During Donald Trump’s presidency, the pervasive problems of mis- and disinformation could be witnessed (Getty)
With each passing minute, we’re increasingly bombarded by information faster than we can process it. As we struggle to keep up with our social media feeds and app notifications, a raft of growing concerns about the impact of that information deluge and the intentions of those behind it has emerged, particularly when it comes to the media we consume.
In 2016, the term “fake news” went from being nearly non-existent in the public lexicon to becoming a buzzword after an influx of Russian propaganda allegedly influenced the U.S. presidential election. In 2017, Collins Dictionary even named “fake news” its word of the year. Fake news has continued to pose a concern ever since. This past spring, the Harvard Kennedy School of Government published the results of a massive survey that asked more than 150,000 respondents in 142 countries about their concerns surrounding fake news online. The survey revealed that nearly 60 per cent of respondents were worried about misinformation, with that percentage rising for young and low-income groups.
But fake news is just part of the information challenge society is facing today, says Jeffrey Dvorkin, senior fellow at Massey College and former director of journalism at the University of Toronto’s Scarborough Campus. “We’re all overwhelmed by the flood of information and the explosion of news sources beyond the traditional mainstream media gatekeepers, so there’s a universal confusion and anxiety about what can be trusted and what can’t.”
“That’s where the professional accountant comes in,” says Gord Beal, FCPA, vice-president, research, guidance and support for CPA Canada. “The world is looking for ethical leadership to help all of us navigate the messy and unreliable world of information. Although we are not the only answer, CPAs’ expertise in providing trust in financial information can be applied to help provide trust in a much broader spectrum of information.”
In his book Trusting the News in a Digital Age: Toward a “New” News Literacy, published in 2021, Dvorkin also notes that fake news can come in two distinct forms: mis- and disinformation. “It comes down to intent,” he says. “When Uncle Fred sends you something interesting he found on the internet that turns out to be untrue and from an unreliable source, that’s misinformation.” Disinformation, on the other hand, is the deliberate misleading of the public by providing information that is known to be untrue for a variety of purposes: discrediting enemies, bilking consumers, or simply to spread fear and moral panic. “Disinformation is where the real danger to society lurks,” adds Dvorkin.
“Freedom convoy” protestors march in Ottawa on July 1 (Getty)

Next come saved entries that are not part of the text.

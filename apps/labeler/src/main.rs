mod config;
mod errors;
mod llm_client;
mod pipeline;
mod rubric;
mod table;

use std::sync::Arc;

use anyhow::Result;
use tracing::info;
use tracing_subscriber::{layer::SubscriberExt, util::SubscriberInitExt, EnvFilter};

use crate::config::Config;
use crate::llm_client::VllmClient;
use crate::pipeline::Labeler;

#[tokio::main]
async fn main() -> Result<()> {
    // Load configuration first (fails fast on bad values or a missing input file)
    let config = Config::from_env()?;

    // Initialize structured logging
    tracing_subscriber::registry()
        .with(EnvFilter::try_from_default_env().unwrap_or_else(|_| {
            EnvFilter::new(format!("{}={}", env!("CARGO_PKG_NAME"), &config.rust_log))
        }))
        .with(tracing_subscriber::fmt::layer())
        .init();

    info!("Starting labeler v{}", env!("CARGO_PKG_VERSION"));

    // Initialize LLM client and make sure the model is actually served
    let client = VllmClient::new(&config)?;
    client.verify_model(config.max_model_len).await?;
    info!(
        "LLM client initialized (model: {}, base URL: {})",
        config.model, config.llm_base_url
    );

    let labeler = Labeler::new(config, Arc::new(client));
    info!("Response contract: {}", labeler.contract());

    let summary = labeler.run().await?;
    info!(
        "Done: {} rows, {} labeled, {} parse failures, {} empty outputs",
        summary.rows, summary.labeled, summary.parse_failures, summary.empty_outputs
    );

    Ok(())
}
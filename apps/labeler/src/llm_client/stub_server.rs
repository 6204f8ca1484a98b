//! Minimal HTTP/1.1 server on a local port for exercising `VllmClient`
//! end to end. One request per connection, answered by a closure.

use std::sync::{Arc, Mutex};

use tokio::io::{AsyncReadExt, AsyncWriteExt};
use tokio::net::{TcpListener, TcpStream};
use tokio::task::JoinHandle;

#[derive(Debug, Clone)]
pub struct StubRequest {
    pub method: String,
    pub path: String,
    pub body: String,
}

impl StubRequest {
    pub fn json(&self) -> serde_json::Value {
        serde_json::from_str(&self.body).unwrap()
    }
}

type Handler = Arc<dyn Fn(&StubRequest) -> (u16, String) + Send + Sync>;

pub struct StubServer {
    pub base_url: String,
    requests: Arc<Mutex<Vec<StubRequest>>>,
    task: JoinHandle<()>,
}

impl StubServer {
    pub async fn start(
        handler: impl Fn(&StubRequest) -> (u16, String) + Send + Sync + 'static,
    ) -> Self {
        let listener = TcpListener::bind("127.0.0.1:0").await.unwrap();
        let addr = listener.local_addr().unwrap();
        let handler: Handler = Arc::new(handler);
        let requests = Arc::new(Mutex::new(Vec::new()));

        let recorded = requests.clone();
        let task = tokio::spawn(async move {
            loop {
                let Ok((stream, _)) = listener.accept().await else {
                    break;
                };
                let handler = handler.clone();
                let recorded = recorded.clone();
                tokio::spawn(async move {
                    serve_one(stream, handler, recorded).await;
                });
            }
        });

        Self {
            base_url: format!("http://{addr}/v1"),
            requests,
            task,
        }
    }

    pub fn requests(&self) -> Vec<StubRequest> {
        self.requests.lock().unwrap().clone()
    }
}

impl Drop for StubServer {
    fn drop(&mut self) {
        self.task.abort();
    }
}

async fn serve_one(
    mut stream: TcpStream,
    handler: Handler,
    recorded: Arc<Mutex<Vec<StubRequest>>>,
) {
    let mut buf = Vec::new();
    let mut chunk = [0u8; 4096];

    let header_end = loop {
        if let Some(pos) = find(&buf, b"\r\n\r\n") {
            break pos + 4;
        }
        match stream.read(&mut chunk).await {
            Ok(0) | Err(_) => return,
            Ok(n) => buf.extend_from_slice(&chunk[..n]),
        }
    };

    let head = String::from_utf8_lossy(&buf[..header_end]).to_string();
    let mut lines = head.lines();
    let mut request_line = lines.next().unwrap_or_default().split_whitespace();
    let method = request_line.next().unwrap_or_default().to_string();
    let path = request_line.next().unwrap_or_default().to_string();
    let content_length = lines
        .filter_map(|line| line.split_once(':'))
        .find(|(name, _)| name.trim().eq_ignore_ascii_case("content-length"))
        .and_then(|(_, value)| value.trim().parse::<usize>().ok())
        .unwrap_or(0);

    while buf.len() < header_end + content_length {
        match stream.read(&mut chunk).await {
            Ok(0) | Err(_) => return,
            Ok(n) => buf.extend_from_slice(&chunk[..n]),
        }
    }
    let body = String::from_utf8_lossy(&buf[header_end..header_end + content_length]).to_string();

    let request = StubRequest { method, path, body };
    let (status, response_body) = handler(&request);
    recorded.lock().unwrap().push(request);

    let response = format!(
        "HTTP/1.1 {status} STUB\r\nContent-Type: application/json\r\nContent-Length: {}\r\nConnection: close\r\n\r\n{response_body}",
        response_body.len()
    );
    let _ = stream.write_all(response.as_bytes()).await;
    let _ = stream.shutdown().await;
}

fn find(haystack: &[u8], needle: &[u8]) -> Option<usize> {
    haystack
        .windows(needle.len())
        .position(|window| window == needle)
}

DISINFORMATION THROUGH THE AGES
Of course, disinformation is far from a novel phenomenon. In ancient Rome more than 2,000 years ago, shortly after Julius Caesar was murdered, his adopted son and great-nephew, Octavian, swayed public opinion against his rival Mark Antony by spreading disinformation about Antony’s drunkenness and disdain for traditional Roman values. Octavian, who was confined by the technological limitations of his time, shared his propaganda via orated poetry and slogans on coinage. Octavian ultimately defeated Antony in a protracted civil war to become Rome’s first emperor in 27 BC.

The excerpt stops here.